All of the above is great advice, but there’s some bruised fruit mixed in Feiler’s barrel. Here’s where the moms have won the day, in my opinion:

There is nothing wrong with the words “should,” “must” and “have to.” The article advises avoiding “controlling” words like “should,” “must” and “have to,” because “all of those things that convey to them you’re a big person trying to push around a little person.” I disagree. Those words are clear and authoritative, and sometimes, that’s necessary with children. There’s nothing wrong with explaining, “You must hold Daddy’s hand when crossing the street, or else you could get hit by a car.”

Dinner cannot always be a game.
Playing games to encourage children to eat is a nice idea, and I’ve certainly engaged in my fair share of “Here comes the plane — whoosh — open wide!” But who has the energy to do that every day? Dr. Kazdin’s suggestion to set up an escalating vegetable-eating competition between children sounds impractical — before you know it, you’ll be performing cartwheels for him to eat carrots, or push-ups for peas! You may laugh, but some people go to extremes to get their children to eat.

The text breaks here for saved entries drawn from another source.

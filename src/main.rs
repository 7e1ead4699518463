use clap::{Parser, Subcommand};
use debar::core::error_help::format_error_with_help;
use std::path::PathBuf;
use std::process::ExitCode;
use tracing_subscriber::EnvFilter;

mod cli;

#[derive(Parser)]
#[command(name = "debar")]
#[command(about = "Download Debian packages together with their dependencies")]
#[command(version)]
struct Cli {
    /// Work directory (defaults to the current directory)
    #[arg(short = 'C', long, global = true)]
    dir: Option<PathBuf>,

    #[command(subcommand)]
    command: Commands,
}

#[derive(Subcommand)]
enum Commands {
    /// Initialize an empty directory as a Debar work directory
    Init,
    /// Download repository metadata and rebuild the package index
    Update,
    /// Show a package and its direct dependencies
    Show {
        /// Package name
        package: String,
        /// Output as JSON
        #[arg(long)]
        json: bool,
    },
    /// Download a package and everything it depends on
    Get {
        /// Package name
        package: String,
        /// Also download suggested packages
        #[arg(short, long)]
        suggests: bool,
    },
    /// Search package names by substring
    Search {
        /// Text the package name must contain
        text: String,
    },
    /// Print the dependency graph as a Mermaid flowchart
    Graph {
        /// Package name
        package: String,
        /// Include suggested packages
        #[arg(short, long)]
        suggests: bool,
    },
}

#[tokio::main]
async fn main() -> ExitCode {
    // Logs go to stderr so command output stays pipeable
    tracing_subscriber::fmt()
        .with_env_filter(EnvFilter::from_default_env())
        .with_writer(std::io::stderr)
        .init();

    let cli = Cli::parse();

    let result = match cli::work_dir(cli.dir) {
        Ok(dir) => match cli.command {
            Commands::Init => cli::init::run(&dir),
            Commands::Update => cli::update::run(&dir).await,
            Commands::Show { package, json } => cli::show::run(&dir, &package, json),
            Commands::Get { package, suggests } => cli::get::run(&dir, &package, suggests).await,
            Commands::Search { text } => cli::search::run(&dir, &text),
            Commands::Graph { package, suggests } => cli::graph::run(&dir, &package, suggests),
        },
        Err(e) => Err(e),
    };

    match result {
        Ok(()) => ExitCode::SUCCESS,
        Err(e) => {
            eprintln!("\n{}", format_error_with_help(&e));
            ExitCode::FAILURE
        }
    }
}
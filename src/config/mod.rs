use crate::core::path::{config_file, CONFIG_FILE_NAME};
use crate::core::{DebarError, DebarResult};
use crate::di::ConfigProvider;
use serde::{Deserialize, Serialize};
use std::fs;
use std::path::Path;

/// Mirror location and the slice of it Debar indexes.
#[derive(Debug, Clone, PartialEq, Eq, Serialize, Deserialize)]
pub struct RepoConfig {
    /// Repository base URL (the directory holding `dists/` and `pool/`)
    pub url: String,

    /// Components to index, in priority order
    ///
    /// When a package exists in several components, the one listed first wins.
    pub components: Vec<String>,

    /// Target architecture (e.g. amd64, arm64)
    pub arch: String,

    /// Release codename (e.g. focal, bookworm)
    pub release_name: String,
}

#[derive(Debug, Clone, PartialEq, Eq, Serialize, Deserialize)]
pub struct Config {
    pub repo: RepoConfig,

    /// Packages that are never resolved, fetched, or shown in a graph
    #[serde(default, skip_serializing_if = "Vec::is_empty")]
    pub exclude: Vec<String>,
}

fn default_components() -> Vec<String> {
    ["main", "restricted", "universe", "multiverse"]
        .iter()
        .map(|c| c.to_string())
        .collect()
}

impl Default for Config {
    fn default() -> Self {
        Self {
            repo: RepoConfig {
                url: "https://mirrors.tuna.tsinghua.edu.cn/ubuntu/".to_string(),
                components: default_components(),
                arch: "amd64".to_string(),
                release_name: "focal".to_string(),
            },
            exclude: Vec::new(),
        }
    }
}

impl Config {
    /// Load config.yaml from a work directory
    pub fn load(root: &Path) -> DebarResult<Self> {
        let config_path = config_file(root);

        if !config_path.exists() {
            return Err(DebarError::Config(format!(
                "{} not found in {}. The work directory is not initialized, run `debar init` first.",
                CONFIG_FILE_NAME,
                root.display()
            )));
        }

        let content = fs::read_to_string(&config_path)?;
        Self::from_yaml(&content)
    }

    /// Parse and validate a config document
    pub fn from_yaml(content: &str) -> DebarResult<Self> {
        let config: Config = serde_yaml::from_str(content)
            .map_err(|e| DebarError::Config(format!("Failed to parse config: {}", e)))?;
        config.validate()?;
        Ok(config)
    }

    /// Save config.yaml into a work directory
    pub fn save(&self, root: &Path) -> DebarResult<()> {
        let content = serde_yaml::to_string(self)
            .map_err(|e| DebarError::Config(format!("Failed to serialize config: {}", e)))?;

        fs::write(config_file(root), content)?;
        Ok(())
    }

    /// Check that every setting needed to build URLs is present
    pub fn validate(&self) -> DebarResult<()> {
        if self.repo.url.trim().is_empty() {
            return Err(DebarError::Config("repo.url must not be empty".to_string()));
        }
        if self.repo.arch.trim().is_empty() {
            return Err(DebarError::Config("repo.arch must not be empty".to_string()));
        }
        if self.repo.release_name.trim().is_empty() {
            return Err(DebarError::Config(
                "repo.release_name must not be empty".to_string(),
            ));
        }
        if self.repo.components.is_empty() {
            return Err(DebarError::Config(
                "repo.components must list at least one component".to_string(),
            ));
        }
        if let Some(bad) = self
            .repo
            .components
            .iter()
            .find(|c| c.is_empty() || c.contains('/'))
        {
            return Err(DebarError::Config(format!(
                "Invalid component name '{}'",
                bad
            )));
        }
        Ok(())
    }
}

// Implement ConfigProvider trait
impl ConfigProvider for Config {
    fn repo_url(&self) -> &str {
        &self.repo.url
    }

    fn release_name(&self) -> &str {
        &self.repo.release_name
    }

    fn arch(&self) -> &str {
        &self.repo.arch
    }

    fn components(&self) -> &[String] {
        &self.repo.components
    }

    fn exclusions(&self) -> &[String] {
        &self.exclude
    }
}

Instead, like any other situation where expectations are established and communicated, mealtime should be about choices and consequences. Set the expectation that this is dinner, it’s time to sit and eat, and if your child chooses not to, there’s nothing else until the next mealtime.

Praise and rewards do not create dependency, as the psychologists in the article allege. I have worked with many children over the years, but I’ve never met a ten-year-old who expects praise for being toilet trained, or a college student who wants a sweetie for making his bed.

Children need challenges and increased expectations as they age, but change can be scary, and offering rewards — coupled with choice and a sense of autonomy — helps make their introduction smoother. If your child is working toward a particular skill or behavior, feel free to use praise, treats or special activities to create positive associations with mastering the new challenge.

However, refrain from offering a constant, rote pat on the back. Research shows that just as grade inflation rewards children with ever-higher marks despite their studying fewer hours, praise inflation can lower effort and achievement all around (especially praise that labels the child rather than the behavior, like “you are such a good girl” or “you’re so smart!”). Acknowledge good behavior with specific, positive, matter-of-fact language, and save the more effusive tone for praising real effort and advancement.

While I didn’t agree with everything in the article, it did open up a great conversation between parents, researchers and childcare professionals. In that respect, it’s an absolutely fantastic piece, and I’m grateful to Mr. Feiler for publishing it.